Data to examine

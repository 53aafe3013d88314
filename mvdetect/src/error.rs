//! # Engine errors

use std::collections::TryReserveError;
use thiserror::Error;

/// Result type for engine operations.
pub type Result<T> = std::result::Result<T, Error>;

/// Errors that can occur while setting up or feeding the engine.
#[derive(Debug, Error)]
pub enum Error {
    /// Sensitivity image could not be opened or fully read.
    #[error("IO error: {0}")]
    Io(#[from] std::io::Error),

    /// Bad image signature, undecodable image, insufficient image dimensions, or a malformed
    /// motion vector buffer.
    #[error("Format error: {0}")]
    Format(String),

    /// Grid or filter history could not be allocated.
    #[error("Allocation failure: {0}")]
    Allocation(#[from] TryReserveError),

    /// Invalid engine configuration, such as a window shorter than 12 samples.
    #[error("Invalid configuration: {0}")]
    Config(String),

    /// The detection thread could not be started.
    #[error("Failed to spawn detection worker: {0}")]
    Spawn(std::io::Error),
}

impl Error {
    pub fn format(msg: impl Into<String>) -> Self {
        Self::Format(msg.into())
    }

    pub fn config(msg: impl Into<String>) -> Self {
        Self::Config(msg.into())
    }
}

impl From<image::ImageError> for Error {
    fn from(err: image::ImageError) -> Self {
        match err {
            image::ImageError::IoError(e) => Self::Io(e),
            e => Self::Format(e.to_string()),
        }
    }
}
//! Canonical path form shared by the cache producer, the table and every query.
//!
//! Canonical paths are ASCII-lowercased, backslash-separated, carry no
//! leading, trailing or doubled separators, and (with a virtual root
//! configured) always start with the root marker, e.g. `data\meshes\x.nif`.

use ldx_config::NormalizationConfig;

/// Separator used by canonical paths
pub const SEPARATOR: char = '\\';

/// Root convention: every path lives under `marker\`, and `sentinel` names
/// the root itself in traversal requests.
#[derive(Debug, Clone, PartialEq, Eq)]
pub struct VirtualRoot {
    /// `marker` followed by the separator, e.g. `data\`
    marker_prefix: String,
    /// `marker\sentinel`, e.g. `data\root`
    rooted_sentinel: String,
    sentinel: String,
}

impl VirtualRoot {
    pub fn new(marker: &str, sentinel: &str) -> Self {
        let marker_prefix = format!("{}{}", marker.to_ascii_lowercase(), SEPARATOR);
        let sentinel = sentinel.to_ascii_lowercase();
        Self {
            rooted_sentinel: format!("{}{}", marker_prefix, sentinel),
            marker_prefix,
            sentinel,
        }
    }

    pub fn marker_prefix(&self) -> &str {
        &self.marker_prefix
    }

    fn is_sentinel(&self, normalized: &str) -> bool {
        normalized == self.sentinel || normalized == self.rooted_sentinel
    }
}

/// Pure path canonicalizer.
///
/// Cheap to clone and safe to share; it holds only the root convention.
#[derive(Debug, Clone, Default, PartialEq, Eq)]
pub struct PathNormalizer {
    root: Option<VirtualRoot>,
}

impl PathNormalizer {
    /// Normalizer without a virtual root
    pub fn new() -> Self {
        Self { root: None }
    }

    /// Normalizer that roots every path under `marker`
    pub fn with_root(marker: &str, sentinel: &str) -> Self {
        Self {
            root: Some(VirtualRoot::new(marker, sentinel)),
        }
    }

    /// Build from config; an empty marker disables the root convention
    pub fn from_config(config: &NormalizationConfig) -> Self {
        if config.root_marker.trim().is_empty() {
            Self::new()
        } else {
            Self::with_root(config.root_marker.trim(), config.root_sentinel.trim())
        }
    }

    pub fn root(&self) -> Option<&VirtualRoot> {
        self.root.as_ref()
    }

    /// Canonicalize a raw path.
    ///
    /// Returns the empty string for empty input and for the root sentinel,
    /// which callers treat as "match everything".
    pub fn normalize(&self, raw: &str) -> String {
        let trimmed = raw.trim_matches(|c| c == ' ' || c == '\t');
        let extra = self
            .root
            .as_ref()
            .map_or(0, |root| root.marker_prefix.len());
        // One spare byte for the traversal separator
        let mut out = String::with_capacity(trimmed.len() + extra + 1);

        let mut previous_was_separator = false;
        for c in trimmed.chars() {
            let c = if c == '/' { SEPARATOR } else { c.to_ascii_lowercase() };
            if c == SEPARATOR {
                if previous_was_separator || out.is_empty() {
                    previous_was_separator = true;
                    continue;
                }
                previous_was_separator = true;
            } else {
                previous_was_separator = false;
            }
            out.push(c);
        }
        if out.ends_with(SEPARATOR) {
            out.pop();
        }

        if out.is_empty() {
            return out;
        }

        if let Some(root) = &self.root {
            if root.is_sentinel(&out) {
                out.clear();
            } else if !out.starts_with(root.marker_prefix.as_str()) {
                out.insert_str(0, &root.marker_prefix);
            }
        }
        out
    }

    /// Canonicalize a traversal prefix.
    ///
    /// Non-empty results end in exactly one separator so that `textures`
    /// never matches `textures2\...`.
    pub fn normalize_prefix(&self, raw: &str) -> String {
        let mut prefix = self.normalize(raw);
        if !prefix.is_empty() {
            prefix.push(SEPARATOR);
        }
        prefix
    }
}

impl From<&NormalizationConfig> for PathNormalizer {
    fn from(config: &NormalizationConfig) -> Self {
        Self::from_config(config)
    }
}

#[cfg(test)]
mod tests {
    use super::*;

    fn rooted() -> PathNormalizer {
        PathNormalizer::with_root("data", "root")
    }

    #[test]
    fn test_plain_normalization() {
        let n = PathNormalizer::new();
        assert_eq!(n.normalize("  Meshes//Armor/Iron\\Helmet.NIF\t"), r"meshes\armor\iron\helmet.nif");
        assert_eq!(n.normalize(r"\\textures\\"), "textures");
        assert_eq!(n.normalize(""), "");
        assert_eq!(n.normalize(" \t "), "");
        assert_eq!(n.normalize("///"), "");
    }

    #[test]
    fn test_root_marker_inserted_once() {
        let n = rooted();
        assert_eq!(n.normalize("textures/face.dds"), r"data\textures\face.dds");
        assert_eq!(n.normalize(r"Data\Textures\Example.DDS"), r"data\textures\example.dds");
        assert_eq!(n.normalize("/DATA//meshes/x.nif"), r"data\meshes\x.nif");
    }

    #[test]
    fn test_marker_alone_is_not_the_root() {
        // Only `data\...` counts as already rooted
        assert_eq!(rooted().normalize("data"), r"data\data");
    }

    #[test]
    fn test_sentinel_means_everything() {
        let n = rooted();
        assert_eq!(n.normalize("ROOT"), "");
        assert_eq!(n.normalize(r"data\root"), "");
        assert_eq!(n.normalize(""), "");
        assert_eq!(n.normalize(r"data\root\x"), r"data\root\x");
    }

    #[test]
    fn test_prefix_variant() {
        let n = rooted();
        assert_eq!(n.normalize_prefix("textures"), r"data\textures\");
        assert_eq!(n.normalize_prefix("Textures/Actors/"), r"data\textures\actors\");
        assert_eq!(n.normalize_prefix(""), "");
        assert_eq!(n.normalize_prefix("root"), "");
    }

    #[test]
    fn test_non_ascii_passes_through() {
        let n = PathNormalizer::new();
        assert_eq!(n.normalize("Sound/Ünïcode/Ä.wav"), r"sound\Ünïcode\Ä.wav");
    }

    #[test]
    fn test_idempotent() {
        let n = rooted();
        for raw in ["Meshes/X.nif", r"data\\a\\b", " root ", "a/b/c/"] {
            let once = n.normalize(raw);
            assert_eq!(n.normalize(&once), once);
        }
    }

    #[test]
    fn test_from_config() {
        let n = PathNormalizer::from_config(&NormalizationConfig::default());
        assert_eq!(n.root().unwrap().marker_prefix(), r"data\");

        let plain = PathNormalizer::from_config(&NormalizationConfig {
            root_marker: String::new(),
            root_sentinel: "root".to_string(),
        });
        assert!(plain.root().is_none());
        assert_eq!(plain.normalize("root"), "root");
    }
}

Prompt
The full set of records is to be written out once more, word for word.

Problem solution
repository 53aafe3013d88314
filename mvdetect/src/error.rs
//! # Engine errors

use std::collections::TryReserveError;
use thiserror::Error;

/// Result type for engine operations.
pub type Result<T> = std::result::Result<T, Error>;

/// Errors that can occur while setting up or feeding the engine.
#[derive(Debug, Error)]
pub enum Error {
    /// Sensitivity image could not be opened or fully read.
    #[error("IO error: {0}")]
    Io(#[from] std::io::Error),

    /// Bad image signature, undecodable image, insufficient image dimensions, or a malformed
    /// motion vector buffer.
    #[error("Format error: {0}")]
    Format(String),

    /// Grid or filter history could not be allocated.
    #[error("Allocation failure: {0}")]
    Allocation(#[from] TryReserveError),

    /// Invalid engine configuration, such as a window shorter than 12 samples.
    #[error("Invalid configuration: {0}")]
    Config(String),

    /// The detection thread could not be started.
    #[error("Failed to spawn detection worker: {0}")]
    Spawn(std::io::Error),
}

impl Error {
    pub fn format(msg: impl Into<String>) -> Self {
        Self::Format(msg.into())
    }

    pub fn config(msg: impl Into<String>) -> Self {
        Self::Config(msg.into())
    }
}

impl From<image::ImageError> for Error {
    fn from(err: image::ImageError) -> Self {
        match err {
            image::ImageError::IoError(e) => Self::Io(e),
            e => Self::Format(e.to_string()),
        }
    }
}
//! Canonical path form shared by the cache producer, the table and every query.
//!
//! Canonical paths are ASCII-lowercased, backslash-separated, carry no
//! leading, trailing or doubled separators, and (with a virtual root
//! configured) always start with the root marker, e.g. `data\meshes\x.nif`.

use ldx_config::NormalizationConfig;

/// Separator used by canonical paths
pub const SEPARATOR: char = '\\';

/// Root convention: every path lives under `marker\`, and `sentinel` names
/// the root itself in traversal requests.
#[derive(Debug, Clone, PartialEq, Eq)]
pub struct VirtualRoot {
    /// `marker` followed by the separator, e.g. `data\`
    marker_prefix: String,
    /// `marker\sentinel`, e.g. `data\root`
    rooted_sentinel: String,
    sentinel: String,
}

impl VirtualRoot {
    pub fn new(marker: &str, sentinel: &str) -> Self {
        let marker_prefix = format!("{}{}", marker.to_ascii_lowercase(), SEPARATOR);
        let sentinel = sentinel.to_ascii_lowercase();
        Self {
            rooted_sentinel: format!("{}{}", marker_prefix, sentinel),
            marker_prefix,
            sentinel,
        }
    }

    pub fn marker_prefix(&self) -> &str {
        &self.marker_prefix
    }

    fn is_sentinel(&self, normalized: &str) -> bool {
        normalized == self.sentinel || normalized == self.rooted_sentinel
    }
}

/// Pure path canonicalizer.
///
/// Cheap to clone and safe to share; it holds only the root convention.
#[derive(Debug, Clone, Default, PartialEq, Eq)]
pub struct PathNormalizer {
    root: Option<VirtualRoot>,
}

impl PathNormalizer {
    /// Normalizer without a virtual root
    pub fn new() -> Self {
        Self { root: None }
    }

    /// Normalizer that roots every path under `marker`
    pub fn with_root(marker: &str, sentinel: &str) -> Self {
        Self {
            root: Some(VirtualRoot::new(marker, sentinel)),
        }
    }

    /// Build from config; an empty marker disables the root convention
    pub fn from_config(config: &NormalizationConfig) -> Self {
        if config.root_marker.trim().is_empty() {
            Self::new()
        } else {
            Self::with_root(config.root_marker.trim(), config.root_sentinel.trim())
        }
    }

    pub fn root(&self) -> Option<&VirtualRoot> {
        self.root.as_ref()
    }

    /// Canonicalize a raw path.
    ///
    /// Returns the empty string for empty input and for the root sentinel,
    /// which callers treat as "match everything".
    pub fn normalize(&self, raw: &str) -> String {
        let trimmed = raw.trim_matches(|c| c == ' ' || c == '\t');
        let extra = self
            .root
            .as_ref()
            .map_or(0, |root| root.marker_prefix.len());
        // One spare byte for the traversal separator
        let mut out = String::with_capacity(trimmed.len() + extra + 1);

        let mut previous_was_separator = false;
        for c in trimmed.chars() {
            let c = if c == '/' { SEPARATOR } else { c.to_ascii_lowercase() };
            if c == SEPARATOR {
                if previous_was_separator || out.is_empty() {
                    previous_was_separator = true;
                    continue;
                }
                previous_was_separator = true;
            } else {
                previous_was_separator = false;
            }
            out.push(c);
        }
        if out.ends_with(SEPARATOR) {
            out.pop();
        }

        if out.is_empty() {
            return out;
        }

        if let Some(root) = &self.root {
            if root.is_sentinel(&out) {
                out.clear();
            } else if !out.starts_with(root.marker_prefix.as_str()) {
                out.insert_str(0, &root.marker_prefix);
            }
        }
        out
    }

    /// Canonicalize a traversal prefix.
    ///
    /// Non-empty results end in exactly one separator so that `textures`
    /// never matches `textures2\...`.
    pub fn normalize_prefix(&self, raw: &str) -> String {
        let mut prefix = self.normalize(raw);
        if !prefix.is_empty() {
            prefix.push(SEPARATOR);
        }
        prefix
    }
}

impl From<&NormalizationConfig> for PathNormalizer {
    fn from(config: &NormalizationConfig) -> Self {
        Self::from_config(config)
    }
}

#[cfg(test)]
mod tests {
    use super::*;

    fn rooted() -> PathNormalizer {
        PathNormalizer::with_root("data", "root")
    }

    #[test]
    fn test_plain_normalization() {
        let n = PathNormalizer::new();
        assert_eq!(n.normalize("  Meshes//Armor/Iron\\Helmet.NIF\t"), r"meshes\armor\iron\helmet.nif");
        assert_eq!(n.normalize(r"\\textures\\"), "textures");
        assert_eq!(n.normalize(""), "");
        assert_eq!(n.normalize(" \t "), "");
        assert_eq!(n.normalize("///"), "");
    }

    #[test]
    fn test_root_marker_inserted_once() {
        let n = rooted();
        assert_eq!(n.normalize("textures/face.dds"), r"data\textures\face.dds");
        assert_eq!(n.normalize(r"Data\Textures\Example.DDS"), r"data\textures\example.dds");
        assert_eq!(n.normalize("/DATA//meshes/x.nif"), r"data\meshes\x.nif");
    }

    #[test]
    fn test_marker_alone_is_not_the_root() {
        // Only `data\...` counts as already rooted
        assert_eq!(rooted().normalize("data"), r"data\data");
    }

    #[test]
    fn test_sentinel_means_everything() {
        let n = rooted();
        assert_eq!(n.normalize("ROOT"), "");
        assert_eq!(n.normalize(r"data\root"), "");
        assert_eq!(n.normalize(""), "");
        assert_eq!(n.normalize(r"data\root\x"), r"data\root\x");
    }

    #[test]
    fn test_prefix_variant() {
        let n = rooted();
        assert_eq!(n.normalize_prefix("textures"), r"data\textures\");
        assert_eq!(n.normalize_prefix("Textures/Actors/"), r"data\textures\actors\");
        assert_eq!(n.normalize_prefix(""), "");
        assert_eq!(n.normalize_prefix("root"), "");
    }

    #[test]
    fn test_non_ascii_passes_through() {
        let n = PathNormalizer::new();
        assert_eq!(n.normalize("Sound/Ünïcode/Ä.wav"), r"sound\Ünïcode\Ä.wav");
    }

    #[test]
    fn test_idempotent() {
        let n = rooted();
        for raw in ["Meshes/X.nif", r"data\\a\\b", " root ", "a/b/c/"] {
            let once = n.normalize(raw);
            assert_eq!(n.normalize(&once), once);
        }
    }

    #[test]
    fn test_from_config() {
        let n = PathNormalizer::from_config(&NormalizationConfig::default());
        assert_eq!(n.root().unwrap().marker_prefix(), r"data\");

        let plain = PathNormalizer::from_config(&NormalizationConfig {
            root_marker: String::new(),
            root_sentinel: "root".to_string(),
        });
        assert!(plain.root().is_none());
        assert_eq!(plain.normalize("root"), "root");
    }
}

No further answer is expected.